Saved entries:
_ _ _ _ _
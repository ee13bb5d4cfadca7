//! Compact ECMA-335 metadata support for ReadyToRun cross-references.
//!
//! A ReadyToRun image stitches its native structures to managed metadata in three places: the
//! COR header locates the primary metadata, composite images embed a manifest metadata blob
//! with extra `AssemblyRef` rows, and instance-method signatures reference types and methods by
//! token. This module carries exactly the metadata machinery those cross-references need:
//!
//! - [`crate::metadata::cor20header::Cor20Header`] - the CLR 2.0 header with the
//!   managed-native-header directory and the `IL_LIBRARY` flag
//! - [`crate::metadata::root::Root`] - the metadata root and stream directory
//! - [`crate::metadata::streams`] - the `#Strings` heap
//! - [`crate::metadata::tables`] - the `#~` tables stream with schema-driven cell access
//! - [`crate::metadata::reader::EcmaMetadata`] - the facade resolving handles into names
//! - [`crate::metadata::resolver::AssemblyResolver`] - the external assembly-location seam
//! - [`crate::metadata::token::Token`] - table-tagged row references
//!
//! This is not a general ECMA-335 implementation; blob signatures, GUID heaps and the long
//! tail of row models are out of scope.

pub mod cor20header;
pub mod reader;
pub mod resolver;
pub mod root;
pub mod streams;
pub mod tables;
pub mod token;
//! # r2rscope Prelude
//!
//! This module provides a convenient prelude for the most commonly used types and traits from
//! the r2rscope library. Import this module to get quick access to the essential types for
//! ReadyToRun image analysis.

// ================================================================================================
// Core Types and Error Handling
// ================================================================================================

/// The main error type for all r2rscope operations
pub use crate::Error;

/// The result type used throughout r2rscope
pub use crate::Result;

// ================================================================================================
// Main Entry Points
// ================================================================================================

/// Main entry point for ReadyToRun image analysis
pub use crate::ReadyToRunReader;

/// Low-level file parsing utilities
pub use crate::{File, Parser};

// ================================================================================================
// ReadyToRun Container
// ================================================================================================

/// Container header, section directory and flags
pub use crate::readytorun::header::{
    ReadyToRunCoreHeader, ReadyToRunFlags, ReadyToRunHeader, Section, SectionType,
};

/// Image classification
pub use crate::readytorun::machine::{Architecture, Machine, OperatingSystem};

/// Method records and entrypoint decoding
pub use crate::readytorun::method::{Method, MetadataSource, MethodSigFlags, RuntimeFunction};

/// Unwind records and GC info placement
pub use crate::readytorun::unwind::{GcInfo, UnwindInfo};

/// Import sections and cell naming
pub use crate::readytorun::imports::{
    ImportKind, ImportSection, ImportSectionEntry, ImportSectionFlags, NameFormatter,
    RawNameFormatter,
};

/// Packed container formats
pub use crate::readytorun::narray::NativeArray;
pub use crate::readytorun::nhashtable::NativeHashtable;

/// Exception-handling info records
pub use crate::readytorun::reader::EHInfo;

// ================================================================================================
// Metadata System
// ================================================================================================

/// Metadata token type for referencing table entries
pub use crate::metadata::token::Token;

/// Compact metadata reader
pub use crate::metadata::reader::EcmaMetadata;

/// Assembly resolution seam
pub use crate::metadata::resolver::{AssemblyResolver, NullResolver};
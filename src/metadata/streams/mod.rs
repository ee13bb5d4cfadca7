//! Metadata stream access for the compact ECMA-335 reader.
//!
//! A metadata root carries a directory of named streams; the ReadyToRun reader needs two of
//! them: `#Strings` (identifier heap) and `#~` (the tables stream, parsed by
//! [`crate::metadata::tables`]). The other heaps (`#Blob`, `#GUID`, `#US`) are located but not
//! decoded - nothing in the ReadyToRun cross-references requires their content.

mod streamheader;
mod strings;

pub use streamheader::StreamHeader;
pub use strings::Strings;
//! NativeArray - the packed, randomly indexable array of the ReadyToRun native format.
//!
//! A NativeArray maps a dense index space (method row ids, runtime-function ids) to
//! variable-length payloads. The header varint carries the element count and the bit width of
//! the entry table; each entry is a byte offset into the payload blob that follows the table,
//! with the all-ones pattern marking an absent element.
//!
//! The decoder is deliberately reusable: every section that stores per-index blobs
//! (`MethodDefEntryPoints`, `DebugInfo`) goes through this type instead of open-coding the
//! layout.

use crate::{file::parser::Parser, Result};

/// A parsed NativeArray view over the image buffer.
///
/// Lookup is O(1) and allocation-free: the entry table is bit-addressed in place and the
/// returned payload offsets are absolute image offsets.
///
/// # Examples
///
/// ```rust
/// use r2rscope::readytorun::narray::NativeArray;
///
/// // count = 2, entry width 8 bits: header varint (2 << 3 | 3) encoded as one byte
/// let data = [0x26, 0x00, 0xFF, 0x42];
/// let array = NativeArray::parse(&data, 0)?;
/// assert_eq!(array.count(), 2);
/// assert_eq!(array.try_get_at(0)?, Some(3)); // payload offset of entry 0
/// assert_eq!(array.try_get_at(1)?, None);    // all-ones entry is absent
/// # Ok::<(), r2rscope::Error>(())
/// ```
pub struct NativeArray<'a> {
    data: &'a [u8],
    count: u32,
    width_log2: u32,
    entries_offset: usize,
    blob_offset: usize,
}

impl<'a> NativeArray<'a> {
    /// Parses a NativeArray header at the given image offset.
    ///
    /// ## Arguments
    ///
    /// * `data` - The image buffer.
    /// * `offset` - Absolute offset of the array header.
    ///
    /// # Errors
    ///
    /// Returns [`crate::Error::Malformed`] if the header declares an invalid entry width or
    /// the entry table does not fit the buffer.
    pub fn parse(data: &'a [u8], offset: usize) -> Result<NativeArray<'a>> {
        let mut parser = Parser::new(data);
        parser.seek(offset)?;

        let header = parser.read_unsigned()?;
        let count = header >> 3;
        let width_log2 = header & 0x7;
        if width_log2 == 0 || width_log2 > 5 {
            return Err(malformed_error!(
                "Invalid NativeArray entry width code - {}",
                width_log2
            ));
        }

        let entries_offset = parser.pos();
        let entry_bits = (count as usize)
            .checked_mul(1 << width_log2)
            .ok_or_else(|| malformed_error!("NativeArray entry table overflow - {}", count))?;
        let blob_offset = entries_offset + (entry_bits + 7) / 8;
        if blob_offset > data.len() {
            return Err(malformed_error!(
                "NativeArray entry table out of bounds - {} entries at {}",
                count,
                entries_offset
            ));
        }

        Ok(NativeArray {
            data,
            count,
            width_log2,
            entries_offset,
            blob_offset,
        })
    }

    /// Element count of the array.
    #[must_use]
    pub fn count(&self) -> u32 {
        self.count
    }

    /// Looks up the element at `index`.
    ///
    /// Returns `None` for an absent element or an out-of-range index; otherwise the absolute
    /// image offset at which the element's payload begins.
    ///
    /// # Errors
    ///
    /// Returns [`crate::Error::Malformed`] if a present entry points outside the buffer.
    pub fn try_get_at(&self, index: u32) -> Result<Option<usize>> {
        if index >= self.count {
            return Ok(None);
        }

        let width = 1usize << self.width_log2;
        let bit_pos = index as usize * width;
        let byte_pos = self.entries_offset + bit_pos / 8;
        let shift = bit_pos % 8;

        let needed = (shift + width + 7) / 8;
        let mut raw = 0u64;
        for (i, byte) in self.data[byte_pos..byte_pos + needed].iter().enumerate() {
            raw |= u64::from(*byte) << (8 * i);
        }

        let mask = if width == 32 {
            u64::from(u32::MAX)
        } else {
            (1u64 << width) - 1
        };
        let entry = (raw >> shift) & mask;

        if entry == mask {
            return Ok(None);
        }

        let payload = self.blob_offset + entry as usize;
        if payload >= self.data.len() {
            return Err(malformed_error!(
                "NativeArray entry {} points outside the image - {}",
                index,
                payload
            ));
        }

        Ok(Some(payload))
    }
}
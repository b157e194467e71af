//! Directory layout and environment-derived build switches.

use crate::catalog::{ConfigId, HostPlatform};
use crate::constants::{
    BUILD_ID_ENV, EXTENSIONS_JSON_FILE, MANIFEST_TOOL_URL_ENV, TEMPLATES_DIR,
};
use std::path::{Path, PathBuf};
use std::time::Duration;

//--------------------------------------------------------------------------------------------------
// Types
//--------------------------------------------------------------------------------------------------

/// Where the build reads inputs and writes outputs.
///
/// Every directory derives from the repository root and can be cleaned on
/// its own.
#[derive(Debug, Clone)]
pub struct BuildSettings {
    /// Repository root.
    pub root: PathBuf,

    /// Project sources: `extensions.json` and project templates.
    pub source_dir: PathBuf,

    /// Root binaries directory. Each configuration publishes under `<bin>/<configId>`.
    pub bin_dir: PathBuf,

    /// Root build-temp directory: generated projects, templates, staged bundles.
    pub build_dir: PathBuf,

    /// Final archives.
    pub artifacts_dir: PathBuf,

    /// Downloaded tooling and cached archives.
    pub tools_dir: PathBuf,

    /// Committed dependency manifests and the extension baseline list.
    pub baselines_dir: PathBuf,

    /// Running under CI.
    pub is_ci: bool,

    /// Parent of per-run scratch directories.
    pub scratch_dir: PathBuf,

    /// URL of the manifest-generation utility archive.
    pub manifest_tool_url: Option<String>,

    /// Wait after deleting a directory before it is recreated.
    pub delete_settle: Duration,

    /// Extra arguments forwarded to the external build tool.
    pub passthrough: Vec<String>,
}

//--------------------------------------------------------------------------------------------------
// Methods
//--------------------------------------------------------------------------------------------------

impl BuildSettings {
    /// Default layout under `root`, no environment applied.
    pub fn new(root: impl Into<PathBuf>) -> Self {
        let root = root.into();
        Self {
            source_dir: root.join("src"),
            bin_dir: root.join("bin"),
            build_dir: root.join("build"),
            artifacts_dir: root.join("artifacts"),
            tools_dir: root.join("tools"),
            baselines_dir: root.join("baselines"),
            root,
            is_ci: false,
            scratch_dir: std::env::temp_dir(),
            manifest_tool_url: None,
            delete_settle: Duration::ZERO,
            passthrough: Vec::new(),
        }
    }

    /// Default layout with CI detection and tool URLs read from the environment.
    pub fn from_env(root: impl Into<PathBuf>, host: HostPlatform) -> Self {
        let mut settings = Self::new(root);
        settings.is_ci = std::env::var_os(BUILD_ID_ENV).is_some_and(|v| !v.is_empty());
        settings.manifest_tool_url = std::env::var(MANIFEST_TOOL_URL_ENV)
            .ok()
            .filter(|v| !v.trim().is_empty());
        if host == HostPlatform::Windows {
            settings.delete_settle = Duration::from_secs(1);
        }
        settings
    }

    /// Forward `args` to the external build tool.
    pub fn with_passthrough(mut self, args: Vec<String>) -> Self {
        self.passthrough = args;
        self
    }

    /// Extension input list.
    pub fn extensions_json(&self) -> PathBuf {
        self.source_dir.join(EXTENSIONS_JSON_FILE)
    }

    /// Project template shipped in the source directory.
    pub fn source_project(&self, file_name: &str) -> PathBuf {
        self.source_dir.join(file_name)
    }

    /// Downloaded template content.
    pub fn templates_dir(&self) -> PathBuf {
        self.build_dir.join(TEMPLATES_DIR)
    }

    /// Generated project directory for one configuration.
    pub fn project_dir(&self, id: ConfigId) -> PathBuf {
        self.build_dir.join(id.as_str())
    }

    /// Staged bundle directories.
    pub fn bundles_dir(&self) -> PathBuf {
        self.build_dir.join("bundles")
    }

    /// CDN storage layout root.
    pub fn cdn_dir(&self) -> PathBuf {
        self.build_dir.join("cdn")
    }

    /// RU package layout root.
    pub fn ru_dir(&self) -> PathBuf {
        self.build_dir.join("ru")
    }

    /// Committed dependency manifest for one configuration.
    pub fn baseline_manifest(&self, id: ConfigId) -> PathBuf {
        self.baselines_dir.join(format!("{}.deps.json", id))
    }

    /// Committed extension list.
    pub fn extension_baseline(&self) -> PathBuf {
        self.baselines_dir.join(EXTENSIONS_JSON_FILE)
    }

    /// Resolve `path` against the root unless it is absolute.
    pub fn resolve(&self, path: &Path) -> PathBuf {
        if path.is_absolute() {
            path.to_path_buf()
        } else {
            self.root.join(path)
        }
    }
}

//--------------------------------------------------------------------------------------------------
// Tests
//--------------------------------------------------------------------------------------------------
//! Extension input list (`extensions.json` in the project source).

use crate::error::{BuildError, BuildResult};
use serde::{Deserialize, Serialize};
use std::fmt;
use std::path::Path;

//--------------------------------------------------------------------------------------------------
// Types
//--------------------------------------------------------------------------------------------------

/// One extension package the bundle ships.
#[derive(Debug, Clone, PartialEq, Eq, Serialize, Deserialize)]
#[serde(rename_all = "camelCase")]
pub struct Extension {
    /// Package id. Unique within a list.
    pub id: String,

    /// Extension name as reported by the runtime.
    pub name: String,

    /// Pinned version. When absent the newest `majorVersion` release is used.
    #[serde(default, skip_serializing_if = "Option::is_none")]
    pub version: Option<String>,

    /// Major version the bundle is locked to.
    pub major_version: u64,

    /// Binding type names, in order.
    #[serde(default)]
    pub bindings: Vec<String>,
}

//--------------------------------------------------------------------------------------------------
// Trait Implementations
//--------------------------------------------------------------------------------------------------

impl fmt::Display for Extension {
    fn fmt(&self, f: &mut fmt::Formatter<'_>) -> fmt::Result {
        match &self.version {
            Some(v) => write!(f, "{}, v{}", self.id, v),
            None => write!(f, "{}, v{}", self.id, self.major_version),
        }
    }
}

//--------------------------------------------------------------------------------------------------
// Functions
//--------------------------------------------------------------------------------------------------

/// Load an extension list and check that ids are unique.
pub fn load_extensions(path: &Path) -> BuildResult<Vec<Extension>> {
    if !path.is_file() {
        return Err(BuildError::ManifestNotFound(path.to_path_buf()));
    }
    let content = std::fs::read_to_string(path)?;
    let extensions: Vec<Extension> =
        serde_json::from_str(&content).map_err(|e| BuildError::ManifestParse {
            path: path.to_path_buf(),
            message: e.to_string(),
        })?;

    for (i, ext) in extensions.iter().enumerate() {
        if extensions[..i].iter().any(|e| e.id.eq_ignore_ascii_case(&ext.id)) {
            return Err(BuildError::ManifestParse {
                path: path.to_path_buf(),
                message: format!("extension id '{}' is listed more than once", ext.id),
            });
        }
    }

    Ok(extensions)
}

//--------------------------------------------------------------------------------------------------
// Tests
//--------------------------------------------------------------------------------------------------
#[test]
fn test_generate_projects_pins_versions() {
    let mut f = fixture(HostPlatform::Linux);

    generate_projects(&mut f.ctx).unwrap();

    let versions: Vec<_> = f
        .ctx
        .resolved_extensions
        .iter()
        .map(|e| e.version.clone().unwrap())
        .collect();
    assert_eq!(versions, vec!["5.3.0", "3.2.0"]);

    let aot = f.ctx.settings.project_dir(ConfigId::LinuxX64).join(GENERATED_PROJECT_FILE);
    assert_eq!(
        std::fs::read_to_string(aot).unwrap(),
        "<Project ReadyToRun=\"true\"/>"
    );
    assert!(
        f.ctx
            .settings
            .project_dir(ConfigId::AnyAny)
            .join(GENERATED_PROJECT_FILE)
            .is_file()
    );
}

#[test]
fn test_add_packages_per_configuration() {
    let mut f = fixture(HostPlatform::Linux);
    generate_projects(&mut f.ctx).unwrap();

    add_packages(&mut f.ctx).unwrap();

    let calls = f.runner.calls();
    assert_eq!(calls.len(), 4);
    assert!(calls.iter().all(|c| c.starts_with("dotnet add ")));
    assert!(
        calls
            .iter()
            .any(|c| c.contains("any_any") && c.ends_with("package Ext.Storage -v 5.3.0 -n"))
    );
    assert!(
        calls
            .iter()
            .any(|c| c.contains("linux_x64") && c.ends_with("package Ext.Http -v 3.2.0 -n"))
    );
}

#[test]
fn test_add_packages_requires_generated_project() {
    let mut f = fixture(HostPlatform::Linux);
    let err = add_packages(&mut f.ctx).unwrap_err();
    assert!(matches!(err, BuildError::MissingArtifact(_)));
}

//--------------------------------------------------------------------------------------------------
// Tests: Build
//--------------------------------------------------------------------------------------------------

#[test]
fn test_build_binaries_copies_publish_output() {
    let mut f = fixture(HostPlatform::Linux);
    f.ctx.settings.passthrough = vec!["--no-restore".into()];
    generate_projects(&mut f.ctx).unwrap();
    publish_creates_output(&f.runner);

    build_binaries(&mut f.ctx).unwrap();

    let aot = f.ctx.catalog.get(ConfigId::LinuxX64).unwrap();
    assert!(
        aot.publish_bin_directory(&f.ctx.settings.bin_dir)
            .join("Ext.Storage.dll")
            .is_file()
    );

    let calls = f.runner.calls();
    let any_call = calls.iter().find(|c| c.contains("any_any")).unwrap();
    let aot_call = calls.iter().find(|c| c.contains("linux_x64")).unwrap();
    assert!(!any_call.contains(" -r "));
    assert!(any_call.ends_with("--no-restore"));
    assert!(aot_call.contains("-r linux-x64 --self-contained false -p:PublishReadyToRun=true --no-restore"));
}

#[test]
fn test_build_binaries_missing_output() {
    let mut f = fixture(HostPlatform::Linux);
    generate_projects(&mut f.ctx).unwrap();

    let err = build_binaries(&mut f.ctx).unwrap_err();
    assert!(matches!(err, BuildError::MissingArtifact(ref p) if p.ends_with("publish/bin")));
}

#[test]
fn test_build_binaries_tool_failure() {
    let mut f = fixture(HostPlatform::Linux);
    generate_projects(&mut f.ctx).unwrap();
    f.runner.respond("publish", 1, "", "error NU1101");

    let err = build_binaries(&mut f.ctx).unwrap_err();
    assert!(matches!(
        err,
        BuildError::ExternalToolFailure { exit_code: 1, ref stderr, .. } if stderr == "error NU1101"
    ));
}

//--------------------------------------------------------------------------------------------------
// Tests: Validation
//--------------------------------------------------------------------------------------------------

#[test]
fn test_validate_dependencies_clean() {
    let mut f = fixture(HostPlatform::Linux);
    let files = [("a.dll", "1.0.0.0"), ("b.dll", "2.0.0.0")];
    write_deps(&f.ctx, ConfigId::AnyAny, &files, &files);
    write_deps(&f.ctx, ConfigId::LinuxX64, &files, &files);

    validate_dependencies(&mut f.ctx).unwrap();
}

#[test]
fn test_validate_dependencies_reports_every_configuration() {
    let mut f = fixture(HostPlatform::Linux);
    write_deps(
        &f.ctx,
        ConfigId::AnyAny,
        &[("a.dll", "1.0.0.0"), ("b.dll", "2.0.0.0")],
        &[("a.dll", "1.0.0.0"), ("c.dll", "1.0.0.0")],
    );
    write_deps(
        &f.ctx,
        ConfigId::LinuxX64,
        &[("a.dll", "1.0.0.0")],
        &[("a.dll", "1.0.0.1")],
    );

    let err = validate_dependencies(&mut f.ctx).unwrap_err();
    match err {
        BuildError::DriftDetected { label, report } => {
            assert_eq!(label, "any_any, linux_x64");
            assert!(report.contains("Removed:"));
            assert!(report.contains("Added:"));
            assert!(report.contains("Changed:"));
            assert!(report.contains("@owners"));
        }
        other => panic!("unexpected error: {:?}", other),
    }
}

#[test]
fn test_validate_dependencies_major_policy() {
    let mut f = fixture(HostPlatform::Linux);
    f.ctx.bundle.dependency_policy = DiffMode::Major;
    write_deps(&f.ctx, ConfigId::AnyAny, &[("a.dll", "3.2.0")], &[("a.dll", "3.9.0")]);
    write_deps(&f.ctx, ConfigId::LinuxX64, &[("a.dll", "3.2.0")], &[("a.dll", "3.2.0")]);

    validate_dependencies(&mut f.ctx).unwrap();
}

#[test]
fn test_validate_dependencies_missing_baseline() {
    let mut f = fixture(HostPlatform::MacOs);
    let err = validate_dependencies(&mut f.ctx).unwrap_err();
    assert!(matches!(err, BuildError::ManifestNotFound(ref p) if p.ends_with("any_any.deps.json")));
}

#[test]
fn test_validate_extensions_flags_major_change() {
    let mut f = fixture(HostPlatform::Linux);
    write_file(
        &f.ctx.settings.extension_baseline(),
        r#"[
            { "id": "Ext.Storage", "name": "Storage", "majorVersion": 4 },
            { "id": "Ext.Http", "name": "Http", "majorVersion": 3 }
        ]"#,
    )
    .unwrap();

    let err = validate_extensions(&mut f.ctx).unwrap_err();
    assert!(matches!(
        err,
        BuildError::DriftDetected { ref report, .. } if report.contains("Ext.Storage: 4 -> 5")
    ));
}

#[test]
fn test_parse_vulnerable_packages() {
    let output = "\
The following sources were used:
   https://api.nuget.org/v3/index.json

Project `extensions` has the following vulnerable packages
   [net6.0]:
   Top-level Package      Requested   Resolved   Severity   Advisory URL
   > Bad.Package          1.0.0       1.0.0      High       https://github.com/advisories/1

   Transitive Package     Resolved   Severity   Advisory URL
   > Worse.Package        2.1.0      Critical   https://github.com/advisories/2
";
    let packages = parse_vulnerable_packages(output);
    assert_eq!(packages.len(), 2);
    assert!(packages[0].starts_with("Bad.Package"));
    assert!(packages[1].starts_with("Worse.Package"));

    assert!(parse_vulnerable_packages("Project `extensions` has no vulnerable packages given the current sources.").is_empty());
}

#[test]
fn test_scan_vulnerabilities_fails_on_findings() {
    let mut f = fixture(HostPlatform::MacOs);
    generate_projects(&mut f.ctx).unwrap();
    f.runner.respond(
        "--vulnerable",
        0,
        "Project `extensions` has the following vulnerable packages\n   > Bad.Package 1.0.0 1.0.0 High https://x\n",
        "",
    );

    let err = scan_vulnerabilities(&mut f.ctx).unwrap_err();
    match err {
        BuildError::VulnerabilityFound { project, packages } => {
            assert!(project.ends_with("any_any/extensions.csproj"));
            assert_eq!(packages.len(), 1);
        }
        other => panic!("unexpected error: {:?}", other),
    }
}

#[test]
fn test_scan_vulnerabilities_clean() {
    let mut f = fixture(HostPlatform::Linux);
    generate_projects(&mut f.ctx).unwrap();

    scan_vulnerabilities(&mut f.ctx).unwrap();
    assert_eq!(f.runner.calls().len(), 2);
}

//--------------------------------------------------------------------------------------------------
// Tests: Packaging
//--------------------------------------------------------------------------------------------------

fn prepare_published_bundle(f: &mut Fixture) {
    let body = templates_zip(&f.ctx.settings.root, true);
    f.http.serve(TEMPLATES_URL, 200, body);
    download_templates(&mut f.ctx).unwrap();
    generate_projects(&mut f.ctx).unwrap();
    publish_creates_output(&f.runner);
    build_binaries(&mut f.ctx).unwrap();
}

#[test]
fn test_stage_and_archive_bundles() {
    let mut f = fixture(HostPlatform::Linux);
    prepare_published_bundle(&mut f);

    stage_bundles(&mut f.ctx).unwrap();
    archive_bundles(&mut f.ctx).unwrap();

    assert_eq!(f.ctx.staged_bundles.len(), 1);
    assert_eq!(f.ctx.archives.len(), 1);
    let archive = &f.ctx.archives[0].output_path;
    assert!(archive.ends_with("Test.Bundle.4.2.0_linux-x64.zip"));

    let entries = archive_entries(archive).unwrap();
    assert!(entries.contains(&"bin/Ext.Storage.dll".to_string()));
    assert!(entries.contains(&"bin_v3/linux-x64/Ext.Storage.dll".to_string()));
    assert!(entries.contains(&"StaticContent/v1/resources/Resources.en-US.json".to_string()));
}

#[test]
fn test_generate_manifest_skips_without_url() {
    let mut f = fixture(HostPlatform::Linux);
    generate_manifest(&mut f.ctx).unwrap();
    assert!(f.runner.calls().is_empty());
    assert!(f.http.requests().is_empty());
}

#[test]
fn test_generate_manifest_downloads_tool_once() {
    let mut f = fixture(HostPlatform::Linux);
    prepare_published_bundle(&mut f);
    stage_bundles(&mut f.ctx).unwrap();

    let tool_src = f.ctx.settings.root.join("tool-src");
    write_file(&tool_src.join(MANIFEST_TOOL_DLL), "tool").unwrap();
    let tool_zip = f.ctx.settings.root.join("tool.zip");
    zip_directory(&tool_src, &tool_zip, &ArchiveOptions::default()).unwrap();
    f.http.serve("https://blob/tool.zip?sig=x", 200, std::fs::read(tool_zip).unwrap());
    f.ctx.settings.manifest_tool_url = Some("https://blob/tool.zip?sig=x".into());

    generate_manifest(&mut f.ctx).unwrap();
    generate_manifest(&mut f.ctx).unwrap();

    let tool_requests = f
        .http
        .requests()
        .iter()
        .filter(|u| u.starts_with("https://blob/"))
        .count();
    assert_eq!(tool_requests, 1);
    let generate_calls = f
        .runner
        .calls()
        .iter()
        .filter(|c| c.contains(" generate -BuildDropPath "))
        .count();
    assert_eq!(generate_calls, 2);
}

#[test]
fn test_create_cdn_package_requires_archives() {
    let mut f = fixture(HostPlatform::Linux);
    let err = create_cdn_package(&mut f.ctx).unwrap_err();
    assert!(matches!(err, BuildError::MissingArtifact(_)));
}

#[test]
fn test_create_cdn_package_after_archiving() {
    let mut f = fixture(HostPlatform::Linux);
    prepare_published_bundle(&mut f);
    stage_bundles(&mut f.ctx).unwrap();
    archive_bundles(&mut f.ctx).unwrap();

    create_cdn_package(&mut f.ctx).unwrap();

    assert_eq!(f.ctx.archives.len(), 2);
    assert!(
        f.ctx.archives[1]
            .output_path
            .ends_with("cdn.example_Test.Bundle.zip")
    );
}

#[test]
fn test_create_ru_package_skips_off_windows() {
    let mut f = fixture(HostPlatform::Linux);
    create_ru_package(&mut f.ctx).unwrap();
    assert!(f.ctx.archives.is_empty());
}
_ _ _ _ _
Task objective: Search the data for the string "AssemblyResolver" and say how many lines include it, giving only the number.

Solution for this problem: 2